New York’s proposal also does not contain a residency requirement, raising the possibility of suicide clinics opening up to serve out-of-state patients.

Meanwhile, as noted by the New York State Catholic Conference, legalization would place the state in the illogical position of condoning or facilitating suicide in one class of people—those with terminal illness— while recognizing suicide as a serious statewide public health concern in all other circumstances, and spending enormous resources to combat it.

Assisted suicide bills have been floating around Albany since at least 2016, and a movement to legalize the practice in states around the country has lately picked up steam, with New Jersey’s legislature being the most recent. The practice is now legal in eight states and the District of Columbia.

Notably, though, bills in Connecticut and Maryland have failed in recent weeks, and bills died earlier this year in Arkansas, Arizona, Kansas, New Mexico, Virginia and Utah. This month, the Medical Society of Delaware reaffirmed its opposition to assisted suicide, rejecting a move by proponents to change its stance to neutral.

In the past, despite ongoing campaigns by advocates, the legalization of assisted suicide never gained much traction in Albany, given that the Republican majority in the state Senate would surely oppose it.

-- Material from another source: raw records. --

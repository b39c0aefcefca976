use std::fmt;
use std::future::Future;
use std::sync::{Arc, Mutex, MutexGuard, PoisonError};

use axum::http::Method;
use futures_util::future::{BoxFuture, FutureExt, Shared};

use super::{EventHandler, HandlerResult, ResolvedRoute, WebSocketHooks};
use crate::error::{is_h3_error, normalize_error, BoxError, H3Error};
use crate::event::Event;

type LoadResult = Result<Arc<dyn EventHandler>, H3Error>;
type PendingLoad = Shared<BoxFuture<'static, LoadResult>>;
type Loader = Box<dyn Fn() -> BoxFuture<'static, LoadResult> + Send + Sync>;

/// Build a handler that is loaded on first use.
pub fn lazy_event_handler<F, Fut, H>(loader: F) -> LazyHandler
where
    F: Fn() -> Fut + Send + Sync + 'static,
    Fut: Future<Output = Result<H, BoxError>> + Send + 'static,
    H: EventHandler + 'static,
{
    LazyHandler {
        loader: Box::new(move || {
            loader()
                .map(|loaded| match loaded {
                    Ok(handler) => Ok(Arc::new(handler) as Arc<dyn EventHandler>),
                    Err(err) => Err(load_error(err)),
                })
                .boxed()
        }),
        state: Mutex::new(State::Unloaded),
    }
}

/// Loader failures that are not already HTTP errors stay marked unhandled.
fn load_error(err: BoxError) -> H3Error {
    let unhandled = !is_h3_error(&err);
    let error = normalize_error(err);
    if unhandled {
        error.with_unhandled(true)
    } else {
        error
    }
}

enum State {
    Unloaded,
    Loading(PendingLoad),
    Ready(Arc<dyn EventHandler>),
}

/// A handler resolved on its first invocation and memoized afterwards.
///
/// Concurrent first calls await a single load, whether it succeeds or fails.
/// After a failure the cell returns to unloaded and the next call retries.
pub struct LazyHandler {
    loader: Loader,
    state: Mutex<State>,
}

impl LazyHandler {
    pub fn is_loaded(&self) -> bool {
        matches!(*self.lock(), State::Ready(_))
    }

    fn lock(&self) -> MutexGuard<'_, State> {
        self.state.lock().unwrap_or_else(PoisonError::into_inner)
    }

    fn loaded(&self) -> Option<Arc<dyn EventHandler>> {
        match &*self.lock() {
            State::Ready(handler) => Some(handler.clone()),
            _ => None,
        }
    }

    async fn load(&self) -> LoadResult {
        let pending = {
            let mut state = self.lock();
            match &*state {
                State::Ready(handler) => return Ok(handler.clone()),
                State::Loading(pending) => pending.clone(),
                State::Unloaded => {
                    tracing::debug!("Loading lazy handler");
                    let pending = (self.loader)().shared();
                    *state = State::Loading(pending.clone());
                    pending
                }
            }
        };

        let result = pending.clone().await;

        let mut state = self.lock();
        if let State::Loading(current) = &*state {
            if current.ptr_eq(&pending) {
                *state = match &result {
                    Ok(handler) => State::Ready(handler.clone()),
                    Err(err) => {
                        tracing::warn!(error = %err, "Lazy handler failed to load");
                        State::Unloaded
                    }
                };
            }
        }
        result
    }
}

impl EventHandler for LazyHandler {
    fn handle<'a>(&'a self, event: &'a mut Event) -> BoxFuture<'a, HandlerResult> {
        Box::pin(async move {
            let handler = self.load().await?;
            handler.handle(event).await
        })
    }

    fn resolve(&self, method: &Method, path: &str) -> Option<ResolvedRoute> {
        self.loaded()?.resolve(method, path)
    }

    fn websocket(&self) -> Option<WebSocketHooks> {
        self.loaded()?.websocket()
    }
}

impl fmt::Debug for LazyHandler {
    fn fmt(&self, f: &mut fmt::Formatter<'_>) -> fmt::Result {
        f.debug_struct("LazyHandler")
            .field("loaded", &self.is_loaded())
            .finish()
    }
}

Now, with Democrats in control of both houses of the Legislature and a Democratic governor in Andrew Cuomo, the fate of such a bill is uncertain.

Indeed, Cuomo voiced support for the practice recently in response to a reporter’s question, making his first public comments on what he called a “difficult” and “controversial” issue.

“I say pass the bill,” he said, adding, “I think it’s a situation we have to address.”

To counter what appears to be growing support for assisted suicide, we urge New Yorkers to make their voices heard in opposition. The Catholic Conference website www.nyscatholic.org has links to contact legislators and the governor.

We also join other Catholics and our New York bishops in urging the state to remove barriers and improve access to palliative care and hospice care for those in the final stages of terminal illness.

Improved education and training of physicians in pain management, together with appropriate diagnosis and treatment for depression, would go a long way toward eliminating calls for suicide among the sick and the dying.

It’s the positive, compassionate, caring way to go.